A financial manager is often concerned with answering a question of the following form: “What is the maximum amount that I can expect to lose with a certain probability over a given horizon?” At the same time, regulators’ concern is to ensure that banks hold sufficient quantities of reserves that would cover most of their material losses arising from financial risks. The concerns of both parties can be reconciled by estimating value-at-risk (VaR). In the context of operational risk, VaR is, informally speaking, the total one-year amount of capital that would be sufficient to cover all unexpected losses with a high level of confidence.

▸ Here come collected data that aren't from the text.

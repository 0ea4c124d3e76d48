use crate::Error;
use crate::Graph;
use crate::Label;
use crate::Result;
use rand::Rng;
use std::collections::BTreeSet;

/// Initial split of the node set between seats.
///
/// Group `g` is labelled `order[g]`. Every group gets `n / players` nodes and
/// group 0 additionally takes the remainder, so permuting `order` moves the
/// larger share between labels. Membership is drawn without replacement from
/// the caller's generator.
#[derive(Debug, Clone, PartialEq, Eq)]
pub struct Partition {
    players: usize,
    order: Vec<usize>,
}

impl Partition {
    pub fn new(players: usize, order: Vec<usize>) -> Result<Self> {
        Self::check(players, &order)?;
        Ok(Self { players, order })
    }
    /// Ensures `order` is a permutation of `0..players`.
    pub fn check(players: usize, order: &[usize]) -> Result<()> {
        if players == 0 {
            return Err(Error::parameter("number of players must be positive"));
        }
        if players > Label::LIMIT {
            return Err(Error::parameter(format!(
                "at most {} players are supported",
                Label::LIMIT
            )));
        }
        let distinct = order.iter().copied().collect::<BTreeSet<usize>>();
        if order.len() != players
            || distinct.len() != players
            || distinct.iter().any(|&i| i >= players)
        {
            return Err(Error::parameter(format!(
                "order {:?} is not a permutation of 0..{}",
                order, players
            )));
        }
        Ok(())
    }
    pub fn players(&self) -> usize {
        self.players
    }
    pub fn order(&self) -> &[usize] {
        &self.order
    }
    /// Label given to group `group`.
    pub fn label(&self, group: usize) -> Label {
        Label::from(self.order[group])
    }
    /// Group sizes for `n` nodes, remainder folded into group 0.
    pub fn sizes(&self, n: usize) -> Vec<usize> {
        let share = n / self.players;
        let remainder = n % self.players;
        (0..self.players)
            .map(|i| if i == 0 { share + remainder } else { share })
            .collect()
    }
    /// Labels every node of `graph`, indexed by node.
    pub fn assign<R>(&self, graph: &Graph, rng: &mut R) -> Result<Vec<Label>>
    where
        R: Rng + ?Sized,
    {
        let n = graph.node_count();
        if self.players > n {
            return Err(Error::parameter(format!(
                "{} players exceed {} nodes",
                self.players, n
            )));
        }
        let mut labels = vec![None; n];
        let mut unassigned = graph.nodes().collect::<BTreeSet<usize>>();
        for (group, size) in self.sizes(n).into_iter().enumerate() {
            let pool = unassigned.iter().copied().collect::<Vec<usize>>();
            let members = rand::seq::index::sample(rng, pool.len(), size)
                .into_iter()
                .map(|i| pool[i])
                .collect::<Vec<usize>>();
            for node in members {
                labels[node] = Some(self.label(group));
                unassigned.remove(&node);
            }
        }
        if !unassigned.is_empty() {
            log::warn!(
                "[partition] {} nodes are still unassigned",
                unassigned.len()
            );
        }
        labels
            .into_iter()
            .collect::<Option<Vec<Label>>>()
            .ok_or_else(|| Error::parameter("partition left nodes without a label"))
    }
}
//! Moran Binary
//!
//! Plays a single match, or scores one strategy over paired matches.
//!
//! Usage: moran run [--strategies a,b] [--json] | moran evaluate --strategy <name> --player <id>

use clap::Parser;
use moran::*;
use std::path::PathBuf;

#[derive(Parser)]
#[command(author, version, about, long_about = None)]
enum Command {
    #[command(about = "Play one match and print its outcome", alias = "play")]
    Run {
        #[command(flatten)]
        setup: Setup,
        #[arg(long, value_delimiter = ',', help = "Strategy per seat, fallback for missing seats")]
        strategies: Vec<String>,
        #[arg(long, help = "Print the outcome as JSON")]
        json: bool,
    },
    #[command(about = "Score a strategy from one seat over paired matches", alias = "eval")]
    Evaluate {
        #[command(flatten)]
        setup: Setup,
        #[arg(long, default_value = Registry::FALLBACK)]
        strategy: String,
        #[arg(long, default_value_t = 0)]
        player: usize,
        #[arg(long, default_value_t = DEFAULT_MATCHES)]
        matches: usize,
        #[arg(long, help = "Fail unless the total reaches this many nodes")]
        threshold: Option<usize>,
        #[arg(long, help = "Print the score and every outcome as JSON")]
        json: bool,
    },
    #[command(about = "List the registered strategies", alias = "ls")]
    Strategies,
}

/// Match parameters; flags override the config file, which overrides defaults.
#[derive(clap::Args)]
struct Setup {
    #[arg(long, help = "JSON parameter file")]
    config: Option<PathBuf>,
    #[arg(long)]
    players: Option<usize>,
    #[arg(long)]
    nodes: Option<usize>,
    #[arg(long)]
    attachment: Option<usize>,
    #[arg(long, conflicts_with = "unbounded")]
    steps: Option<Step>,
    #[arg(long, help = "Play until fixation")]
    unbounded: bool,
    #[arg(long)]
    seed: Option<Seed>,
    #[arg(long, value_delimiter = ',', help = "Label of each initial group, e.g. 1,0")]
    order: Option<Vec<usize>>,
    #[arg(long, help = "Pause after every turn")]
    interactive: bool,
}

impl Setup {
    fn params(&self) -> anyhow::Result<Params> {
        let mut params = match self.config {
            Some(ref path) => Params::from_file(path)?,
            None => Params::default(),
        };
        if let Some(players) = self.players {
            params = Params { players, ..params }.ordered();
        }
        if let Some(nodes) = self.nodes {
            params.nodes = nodes;
        }
        if let Some(attachment) = self.attachment {
            params.attachment = attachment;
        }
        if let Some(steps) = self.steps {
            params.steps = Some(steps);
        }
        if self.unbounded {
            params.steps = None;
        }
        if let Some(seed) = self.seed {
            params.seed = seed;
        }
        if let Some(ref order) = self.order {
            params.order = order.clone();
        }
        params.interactive |= self.interactive;
        params.validate()?;
        Ok(params)
    }
}

fn main() -> anyhow::Result<()> {
    log();
    match Command::parse() {
        Command::Run {
            setup,
            strategies,
            json,
        } => {
            let params = setup.params()?;
            let names = (0..params.players)
                .map(|seat| {
                    strategies
                        .get(seat)
                        .map(String::as_str)
                        .unwrap_or(Registry::FALLBACK)
                })
                .collect::<Vec<&str>>();
            let roster = Registry::default().roster(&names)?;
            let mut engine = Engine::new(params, roster)?;
            if engine.params().interactive {
                engine = engine.with_observer(Box::new(Pacer));
            }
            let outcome = engine.play()?;
            if json {
                println!("{}", serde_json::to_string_pretty(&outcome)?);
            } else {
                println!("{}", outcome);
            }
        }
        Command::Evaluate {
            setup,
            strategy,
            player,
            matches,
            threshold,
            json,
        } => {
            let params = setup.params()?;
            let seed = params.seed;
            let score = Tournament::from(params).evaluate(&strategy, player, matches, seed)?;
            if json {
                println!("{}", serde_json::to_string_pretty(&score)?);
            } else {
                println!("{}", score);
            }
            if let Some(threshold) = threshold {
                score.check(threshold).map_err(anyhow::Error::msg)?;
            }
        }
        Command::Strategies => {
            for name in Registry::default().names() {
                println!("{}", name);
            }
        }
    }
    Ok(())
}
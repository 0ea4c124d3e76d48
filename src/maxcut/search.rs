use super::*;
use crate::Node;
use crate::Result;
use crate::Seed;
use rand::SeedableRng;
use rand::rngs::SmallRng;
use rand::seq::SliceRandom;

/// Improves the cut `(a, b)` of `graph` until no single move helps.
///
/// Each pass visits every node in a fresh random order and moves it to the
/// other half when more of its weight stays on its own side. Every move
/// strictly raises the cut value, so the search terminates, and the final
/// cut is never worse than the one given.
pub fn local_search(
    graph: &Weighted,
    a: &[Node],
    b: &[Node],
    seed: Seed,
) -> Result<(Vec<Node>, Vec<Node>)> {
    let mut cut = Cut::new(graph.node_count(), a, b)?;
    let ref mut rng = SmallRng::seed_from_u64(seed);
    let mut order = graph.nodes().collect::<Vec<Node>>();
    let initial = cut.value(graph);
    let mut passes = 0;
    loop {
        passes += 1;
        order.shuffle(rng);
        let mut moved = false;
        for &node in order.iter() {
            let (own, other) = graph.sides(node, cut.side());
            if own > other {
                cut.flip(node);
                moved = true;
            }
        }
        if !moved {
            break;
        }
    }
    log::debug!(
        "[maxcut] {} -> {} after {} passes",
        initial,
        cut.value(graph),
        passes
    );
    Ok(cut.into_parts())
}

#[cfg(test)]
mod tests {
    use super::*;

    fn halves(n: usize) -> (Vec<Node>, Vec<Node>) {
        ((0..n / 2).collect(), (n / 2..n).collect())
    }

    #[test]
    fn never_worse_than_the_start() {
        for seed in 0..5 {
            let ref graph = Weighted::random(30, 0.7, 10, seed).expect("valid parameters");
            let (a, b) = halves(30);
            let before = Cut::new(30, &a, &b).expect("valid partition").value(graph);
            let (a, b) = local_search(graph, &a, &b, seed).expect("valid partition");
            let after = Cut::new(30, &a, &b).expect("valid partition").value(graph);
            assert!(after >= before);
        }
    }

    #[test]
    fn ends_in_a_local_optimum() {
        let ref graph = Weighted::random(25, 0.5, 8, 4).expect("valid parameters");
        let (a, b) = halves(25);
        let (a, b) = local_search(graph, &a, &b, 1).expect("valid partition");
        assert_eq!(a.len() + b.len(), 25);
        let cut = Cut::new(25, &a, &b).expect("valid partition");
        for node in graph.nodes() {
            let (own, other) = graph.sides(node, cut.side());
            assert!(own <= other);
        }
    }

    #[test]
    fn separates_a_heavy_edge() {
        let ref graph = Weighted::from((2, vec![(0, 1, 5)]));
        let (a, b) = local_search(graph, &[0, 1], &[], 0).expect("valid partition");
        assert_eq!(a.len(), 1);
        assert_eq!(b.len(), 1);
    }

    #[test]
    fn rejects_invalid_partition() {
        let ref graph = Weighted::from((3, vec![(0, 1, 1)]));
        assert!(local_search(graph, &[0], &[0, 1, 2], 0).is_err());
        assert!(local_search(graph, &[0], &[1], 0).is_err());
    }
}
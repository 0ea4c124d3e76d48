use crate::Label;
use crate::Node;
use crate::Seed;
use crate::View;

/// Move policy of one seat.
///
/// The engine calls [`initialize`](Strategy::initialize) once before the first
/// turn and [`decide`](Strategy::decide) whenever a node carrying this seat's
/// label is drawn as the focal node. Strategies only ever observe the match
/// through a [`View`]; conversions are applied by the engine.
///
/// `decide` must return one of:
/// - `None` — no move
/// - `Some(focal)` — pass, a no-op
/// - `Some(neighbor)` — convert that neighbour to this seat's label
///
/// Anything else is a protocol violation and aborts the match.
pub trait Strategy {
    /// Display name used in summaries.
    fn name(&self) -> &str;
    /// Called once per match, before any move.
    fn initialize(&mut self, view: View<'_>, player: usize, label: Label, seed: Seed);
    /// Picks a target for the focal node.
    fn decide(&mut self, view: View<'_>, focal: Node) -> Option<Node>;
}
use crate::Error;
use crate::Node;
use crate::Result;
use crate::Seed;
use petgraph::graph::NodeIndex;
use petgraph::graph::UnGraph;
use rand::SeedableRng;
use rand::rngs::SmallRng;
use rand::seq::IndexedRandom;
use std::collections::BTreeSet;

/// Immutable undirected topology of a match.
///
/// Grown by the Barabási–Albert process: a star on `m + 1` nodes seeds the
/// graph, then every new node attaches to `m` distinct existing nodes picked
/// with probability proportional to their degree. The result is connected,
/// simple, and fully determined by `(n, m, seed)`.
///
/// Node identifiers are the contiguous range `0..n`, matching petgraph's
/// insertion indices.
#[derive(Debug, Clone)]
pub struct Graph {
    inner: UnGraph<(), ()>,
    attachment: usize,
}

/// Construction.
impl Graph {
    /// Builds a preferential-attachment graph with `n` nodes and `m` edges per new node.
    pub fn barabasi(n: usize, m: usize, seed: Seed) -> Result<Self> {
        if n == 0 {
            return Err(Error::parameter("graph must have at least one node"));
        }
        if m == 0 || m >= n {
            return Err(Error::parameter(format!(
                "attachment m={} must satisfy 1 <= m < n={}",
                m, n
            )));
        }
        let ref mut rng = SmallRng::seed_from_u64(seed);
        let mut inner = UnGraph::<(), ()>::with_capacity(n, m * (n - m));
        (0..n).for_each(|_| {
            inner.add_node(());
        });
        // star seed: hub 0 joined to 1..=m
        let mut repeated = Vec::with_capacity(2 * m * (n - m));
        for leaf in 1..=m {
            inner.add_edge(NodeIndex::new(0), NodeIndex::new(leaf), ());
            repeated.push(0);
            repeated.push(leaf);
        }
        for source in (m + 1)..n {
            let targets = Self::subset(&repeated, m, rng);
            for &target in targets.iter() {
                inner.add_edge(NodeIndex::new(source), NodeIndex::new(target), ());
                repeated.push(target);
                repeated.push(source);
            }
        }
        log::debug!(
            "[graph] barabasi n={} m={} seed={} edges={}",
            n,
            m,
            seed,
            inner.edge_count()
        );
        Ok(Self {
            inner,
            attachment: m,
        })
    }
    /// Draws `m` distinct nodes, each pick weighted by multiplicity in `pool`.
    fn subset(pool: &[Node], m: usize, rng: &mut SmallRng) -> BTreeSet<Node> {
        let mut targets = BTreeSet::new();
        while targets.len() < m {
            if let Some(&node) = pool.choose(rng) {
                targets.insert(node);
            }
        }
        targets
    }
}

/// Topology queries.
impl Graph {
    pub fn node_count(&self) -> usize {
        self.inner.node_count()
    }
    pub fn edge_count(&self) -> usize {
        self.inner.edge_count()
    }
    /// Edges each non-seed node attached with.
    pub fn attachment(&self) -> usize {
        self.attachment
    }
    /// All nodes in ascending order.
    pub fn nodes(&self) -> std::ops::Range<Node> {
        0..self.node_count()
    }
    pub fn contains(&self, node: Node) -> bool {
        node < self.node_count()
    }
    /// Neighbours of `node` in ascending order. Empty for unknown nodes.
    pub fn neighbors(&self, node: Node) -> Vec<Node> {
        if !self.contains(node) {
            return vec![];
        }
        let mut neighbors = self
            .inner
            .neighbors(NodeIndex::new(node))
            .map(|n| n.index())
            .collect::<Vec<Node>>();
        neighbors.sort_unstable();
        neighbors
    }
    pub fn degree(&self, node: Node) -> usize {
        if !self.contains(node) {
            return 0;
        }
        self.inner.neighbors(NodeIndex::new(node)).count()
    }
    pub fn is_neighbor(&self, a: Node, b: Node) -> bool {
        self.contains(a)
            && self.contains(b)
            && self
                .inner
                .find_edge(NodeIndex::new(a), NodeIndex::new(b))
                .is_some()
    }
    /// Edges as `(lo, hi)` pairs in ascending order.
    pub fn edges(&self) -> Vec<(Node, Node)> {
        let mut edges = self
            .inner
            .edge_indices()
            .filter_map(|e| self.inner.edge_endpoints(e))
            .map(|(a, b)| (a.index().min(b.index()), a.index().max(b.index())))
            .collect::<Vec<(Node, Node)>>();
        edges.sort_unstable();
        edges
    }
    pub fn is_connected(&self) -> bool {
        petgraph::algo::connected_components(&self.inner) == 1
    }
}

impl std::fmt::Display for Graph {
    fn fmt(&self, f: &mut std::fmt::Formatter<'_>) -> std::fmt::Result {
        write!(
            f,
            "Graph(n={}, m={}, edges={})",
            self.node_count(),
            self.attachment,
            self.edge_count()
        )
    }
}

VaR is a powerful statistical tool that has gained popularity within the financial community and has become a benchmark for measuring and forecasting market, credit, operational, and other risks. This chapter discusses the notion of VaR and its alternatives and its role in quantifying and managing of operational risk.
INTUITIVELY, WHAT IS VaR?
Intuitively, VaR determines the worst possible loss that may occur with a given confidence level and for a given timeframe. (1 - α) × 100% VaR is defined as the (1 - α)th percentile of the loss distribution over a target time horizon Δt. 1 - α is called the confidence level. For example, a one-year 95% VaR is the total amount of loss that may be exceeded by the total of all potential losses that may occur over a one-year period no more than 5% of the time.
Three parameters need to ...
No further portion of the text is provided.